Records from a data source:
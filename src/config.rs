//! Engine configuration from the environment
//!
//! Rule constants (cutover date, virtual start factor) are not configurable.

use std::env;

use chrono::{Local, NaiveDate};
use thiserror::Error;
use tracing::warn;

/// ---------------------------------------------------------------------------
/// Configuration Constants
/// ---------------------------------------------------------------------------

const TODAY_VAR: &str = "ATHLETICS_TODAY";
const STRICT_DATA_VAR: &str = "ATHLETICS_RULES_STRICT";

/// ---------------------------------------------------------------------------
/// Error Handling
/// ---------------------------------------------------------------------------

#[derive(Debug, Error, PartialEq)]
pub enum ConfigError {
  #[error("Invalid date in {var}: {value} (expected YYYY-MM-DD)")]
  InvalidDate { var: &'static str, value: String },

  #[error("Invalid boolean in {var}: {value}")]
  InvalidBool { var: &'static str, value: String },
}

/// ---------------------------------------------------------------------------
/// Rules Config
/// ---------------------------------------------------------------------------

#[derive(Debug, Clone, Default, PartialEq)]
pub struct RulesConfig {
  /// Fixed "today" for default as-of dates; `None` uses the local date
  pub today_override: Option<NaiveDate>,
  /// Treat static data defects as a startup error
  pub strict_data: bool,
}

fn parse_bool(var: &'static str, value: &str) -> Result<bool, ConfigError> {
  match value.trim().to_ascii_lowercase().as_str() {
    "1" | "true" | "yes" | "on" => Ok(true),
    "0" | "false" | "no" | "off" | "" => Ok(false),
    _ => Err(ConfigError::InvalidBool {
      var,
      value: value.to_string(),
    }),
  }
}

impl RulesConfig {
  pub fn from_env() -> Result<Self, ConfigError> {
    let today_override = match env::var(TODAY_VAR) {
      Ok(value) => Some(
        NaiveDate::parse_from_str(value.trim(), "%Y-%m-%d").map_err(|_| ConfigError::InvalidDate {
          var: TODAY_VAR,
          value,
        })?,
      ),
      Err(_) => None,
    };

    let strict_data = match env::var(STRICT_DATA_VAR) {
      Ok(value) => parse_bool(STRICT_DATA_VAR, &value)?,
      Err(_) => false,
    };

    Ok(Self {
      today_override,
      strict_data,
    })
  }

  /// Date used when a caller does not supply one
  pub fn today(&self) -> NaiveDate {
    self
      .today_override
      .unwrap_or_else(|| Local::now().date_naive())
  }
}

/// Load `.env` if present, then read the environment. Invalid values are
/// logged and replaced with defaults.
pub fn load() -> RulesConfig {
  dotenvy::dotenv().ok();
  RulesConfig::from_env().unwrap_or_else(|e| {
    warn!(error = %e, "Invalid rules configuration, using defaults");
    RulesConfig::default()
  })
}
// SPDX-License-Identifier: PMPL-1.0-or-later
// Copyright (c) 2026 Jonathan D.A. Jewell (hyperpolymath) <jonathan.jewell@open.ac.uk>
//
// PageTally Cost — pure, rounding-exact pricing of print jobs.  Nothing in
// this crate performs I/O or holds state; the ledger and queues call into it
// with the parameters they already have.

pub mod media;
pub mod proxy;
pub mod weighted;

pub use media::{CoverPages, calc_media_cost, sheets_per_copy};
pub use proxy::{ChargeType, CostParms, MediaCost, PageRate, PrinterCostProfile, calc_proxy_print_cost};
pub use weighted::{calc_weighted_amount, split_weighted};
// SPDX-License-Identifier: PMPL-1.0-or-later
// Copyright (c) 2026 Jonathan D.A. Jewell (hyperpolymath) <jonathan.jewell@open.ac.uk>
//
// Persistence contract consumed by the ledger.
//
// Every read and write happens inside a `LedgerTx`.  A transaction ends with
// `commit` or `rollback`; dropping it unfinished rolls back.  Entity locks
// taken with `lock_account` are released when the transaction ends.

use pagetally_core::error::Result;
use pagetally_core::types::{
    Account, AccountId, AccountTrx, AccountType, DocLog, NewAccount, NewAccountTrx, NewDocLog,
    TrxId, TrxType,
};

use crate::stats::{DocStats, StatFamily};

/// A unit of work against the ledger store.
pub trait LedgerTx {
    /// `true` until the transaction has been committed or rolled back.
    fn is_active(&self) -> bool;

    // -- Accounts --

    fn find_account(&mut self, id: AccountId) -> Result<Option<Account>>;

    /// Live (not deleted) account by name and type.
    fn find_account_by_name(&mut self, name: &str, account_type: AccountType) -> Result<Option<Account>>;

    /// Take the account's entity lock for the rest of the transaction and
    /// return its current state.  Fails with `UnknownAccount` if missing.
    fn lock_account(&mut self, id: AccountId) -> Result<Account>;

    fn create_account(&mut self, account: &NewAccount) -> Result<Account>;

    fn update_account(&mut self, account: &Account) -> Result<()>;

    fn list_accounts(&mut self) -> Result<Vec<Account>>;

    // -- Transactions --

    fn create_trx(&mut self, trx: &NewAccountTrx) -> Result<AccountTrx>;

    fn find_trx(&mut self, id: TrxId) -> Result<Option<AccountTrx>>;

    /// Only used to settle shadow transactions and migrate currencies.
    fn update_trx(&mut self, trx: &AccountTrx) -> Result<()>;

    fn trxs_for_account(&mut self, account_id: AccountId) -> Result<Vec<AccountTrx>>;

    /// Transactions of `trx_type` linked to any print-log record of `job_ref`.
    fn trxs_for_job(&mut self, job_ref: &str, trx_type: TrxType) -> Result<Vec<AccountTrx>>;

    // -- Print log --

    fn create_doc_log(&mut self, log: &NewDocLog) -> Result<DocLog>;

    /// Most recent print-log record for `job_ref`.
    fn find_doc_log_by_ref(&mut self, job_ref: &str) -> Result<Option<DocLog>>;

    fn update_doc_log(&mut self, log: &DocLog) -> Result<()>;

    // -- Statistics --

    fn load_stats(&mut self, family: StatFamily) -> Result<DocStats>;

    fn save_stats(&mut self, family: StatFamily, stats: &DocStats) -> Result<()>;

    // -- Completion --

    fn commit(self: Box<Self>) -> Result<()>;

    fn rollback(self: Box<Self>) -> Result<()>;
}

/// Factory for ledger transactions.
pub trait LedgerStore: Send + Sync {
    /// Begin a new transaction.  A thread may hold at most one open
    /// transaction per store; a nested `begin` fails with `Validation`.
    fn begin(&self) -> Result<Box<dyn LedgerTx + '_>>;

    /// Whether the calling thread has an open transaction on this store.
    fn is_transaction_active(&self) -> bool;
}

- Action item: From the entries, copy every line in which the string "used" can be found.

- Answer space:
  /// Date used when a caller does not supply one
    /// Only used to settle shadow transactions and migrate currencies.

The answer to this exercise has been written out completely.